A pet animal, for many people, is considered to be far more than property and is a member of the family.California law now provides consideration of a companion pets care and well-being.

Pets As Property

California law considers an animal pet personal property. Rules state that, as personal property, family pets who have been purchased during a marriage will be constituted as community property. But in certain scenarios it can be qualified as an individual’s personal property. A pet is considered as separate property if it was bought before a marriage or after the couple separates. It could also be classified as separate property if the pet was gifted or inherited.

Courts resolve both spouses equal ownership interest like any other property. The court has the authority to order the sale of a pet and split the sale between both parties if the parties will not share ownership of the pet.

Pet Custody Under California Family Code § 2605

Effective January 1, 2019, Section 2605 was added to the California Family Code, which focused on the well being and care of the family pet while divorce is pending and the courts have decided the new ownership of the pet.

Under Section 2605 “care” is defined as “the prevention of acts of harm or cruelty…and the provision of food, water, veterinary care, and safe and protected shelter.”
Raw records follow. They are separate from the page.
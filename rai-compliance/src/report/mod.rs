//! Report generation: Markdown, HTML and JSON renderings of AIA reports and
//! compliance checks.

pub mod html;
pub mod markdown;

use crate::error::ComplianceError;
use crate::regulations::RegulationCheck;
use rai_core::assessment::AssessmentSummary;
use rai_core::model::AiaReport;
use serde::{Deserialize, Serialize};
use tracing::debug;

#[derive(Debug, Clone, Copy, PartialEq, Eq, Hash, Serialize, Deserialize)]
#[serde(rename_all = "lowercase")]
pub enum ReportType {
    Aia,
    Audit,
    Summary,
    Compliance,
}

impl ReportType {
    pub const ALL: [ReportType; 4] = [
        ReportType::Aia,
        ReportType::Audit,
        ReportType::Summary,
        ReportType::Compliance,
    ];

    pub fn as_str(&self) -> &'static str {
        match self {
            ReportType::Aia => "aia",
            ReportType::Audit => "audit",
            ReportType::Summary => "summary",
            ReportType::Compliance => "compliance",
        }
    }

    pub fn title(&self) -> &'static str {
        match self {
            ReportType::Aia => "Algorithmic Impact Assessment Report",
            ReportType::Audit => "RAI Audit Report",
            ReportType::Summary => "RAI Assessment Executive Summary",
            ReportType::Compliance => "Compliance Status Report",
        }
    }
}

impl std::fmt::Display for ReportType {
    fn fmt(&self, f: &mut std::fmt::Formatter<'_>) -> std::fmt::Result {
        write!(f, "{}", self.as_str())
    }
}

impl std::str::FromStr for ReportType {
    type Err = ComplianceError;

    fn from_str(s: &str) -> Result<Self, Self::Err> {
        let normalized = s.trim().to_ascii_lowercase();
        ReportType::ALL
            .into_iter()
            .find(|t| t.as_str() == normalized)
            .ok_or_else(|| ComplianceError::UnknownReportType {
                name: s.to_string(),
                valid: join(ReportType::ALL.iter().map(|t| t.as_str())),
            })
    }
}

#[derive(Debug, Clone, Copy, Default, PartialEq, Eq, Hash, Serialize, Deserialize)]
#[serde(rename_all = "lowercase")]
pub enum ReportFormat {
    #[default]
    Markdown,
    Html,
    Json,
}

impl ReportFormat {
    pub const ALL: [ReportFormat; 3] = [ReportFormat::Markdown, ReportFormat::Html, ReportFormat::Json];

    pub fn as_str(&self) -> &'static str {
        match self {
            ReportFormat::Markdown => "markdown",
            ReportFormat::Html => "html",
            ReportFormat::Json => "json",
        }
    }

    /// File extension conventionally used for this format.
    pub fn extension(&self) -> &'static str {
        match self {
            ReportFormat::Markdown => "md",
            ReportFormat::Html => "html",
            ReportFormat::Json => "json",
        }
    }
}

impl std::fmt::Display for ReportFormat {
    fn fmt(&self, f: &mut std::fmt::Formatter<'_>) -> std::fmt::Result {
        write!(f, "{}", self.as_str())
    }
}

impl std::str::FromStr for ReportFormat {
    type Err = ComplianceError;

    fn from_str(s: &str) -> Result<Self, Self::Err> {
        let normalized = s.trim().to_ascii_lowercase();
        let normalized = if normalized == "md" {
            "markdown".to_string()
        } else {
            normalized
        };
        ReportFormat::ALL
            .into_iter()
            .find(|f| f.as_str() == normalized)
            .ok_or_else(|| ComplianceError::UnknownFormat {
                name: s.to_string(),
                valid: join(ReportFormat::ALL.iter().map(|f| f.as_str())),
            })
    }
}

fn join<'a>(names: impl Iterator<Item = &'a str>) -> String {
    names.collect::<Vec<_>>().join(", ")
}

/// Render `report` as the requested report type and format.
///
/// `compliance` is only consulted for [`ReportType::Compliance`].
pub fn render_report(
    report: &AiaReport,
    report_type: ReportType,
    format: ReportFormat,
    compliance: &[RegulationCheck],
) -> Result<String, ComplianceError> {
    debug!(
        report_id = %report.report_id,
        report_type = report_type.as_str(),
        format = format.as_str(),
        "Rendering report"
    );

    if format == ReportFormat::Json {
        let json = match report_type {
            ReportType::Aia | ReportType::Audit => serde_json::to_string_pretty(report)?,
            ReportType::Summary => {
                let summary = AssessmentSummary::from_evaluations(&report.principle_evaluations)
                    .map(|s| s.with_aia_recommendation(report.overall_recommendation));
                serde_json::to_string_pretty(&summary)?
            }
            ReportType::Compliance => serde_json::to_string_pretty(compliance)?,
        };
        return Ok(json);
    }

    let md = match report_type {
        ReportType::Aia => markdown::aia_markdown(report),
        ReportType::Audit => markdown::audit_markdown(report),
        ReportType::Summary => markdown::summary_markdown(report),
        ReportType::Compliance => {
            markdown::compliance_markdown(&report.system_profile.name, compliance)
        }
    };

    Ok(match format {
        ReportFormat::Html => html::markdown_to_document(report_type.title(), &md),
        _ => md,
    })
}

#[cfg(test)]
mod tests {
    use super::*;

    #[test]
    fn test_parse_report_type_and_format() {
        assert_eq!("AIA".parse::<ReportType>().unwrap(), ReportType::Aia);
        assert_eq!("md".parse::<ReportFormat>().unwrap(), ReportFormat::Markdown);
        assert_eq!(ReportFormat::Html.extension(), "html");

        let err = "pdf".parse::<ReportFormat>().unwrap_err();
        assert_eq!(
            err.to_string(),
            "Unknown output format: pdf. Supported: markdown, html, json"
        );
        let err = "memo".parse::<ReportType>().unwrap_err();
        assert!(err.to_string().contains("aia, audit, summary, compliance"));
    }
}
Significantly, the new law includes that “the court, at the request of a party to proceedings for dissolution of marriage or legal separation of the parties, may assign sole or joint ownership of a pet animal taking into consideration the care of the pet animal.”

Just like child custody, the courts can order the parties to share custody and arrange alternating periods.

Such an arrangement was previously established only through stipulation according to the terms of a marital settlement agreement. However, parties may request arrangements and courts will consider the pets best interest. Alaska and Illinois are the first two states followed by California to pass a law that is in the best interest and well-being of pets in family court.

Assemblyman Bill Quirk, who introduced the law as AB 2274, stated that “There is nothing in the statute directing judges to treat a pet differently from any other type of property we own. However, as a proud parent of a rescued dog, I know that owners view their pets more than just property. They are part of our family, and their care needs to be a consideration during divorce proceedings.”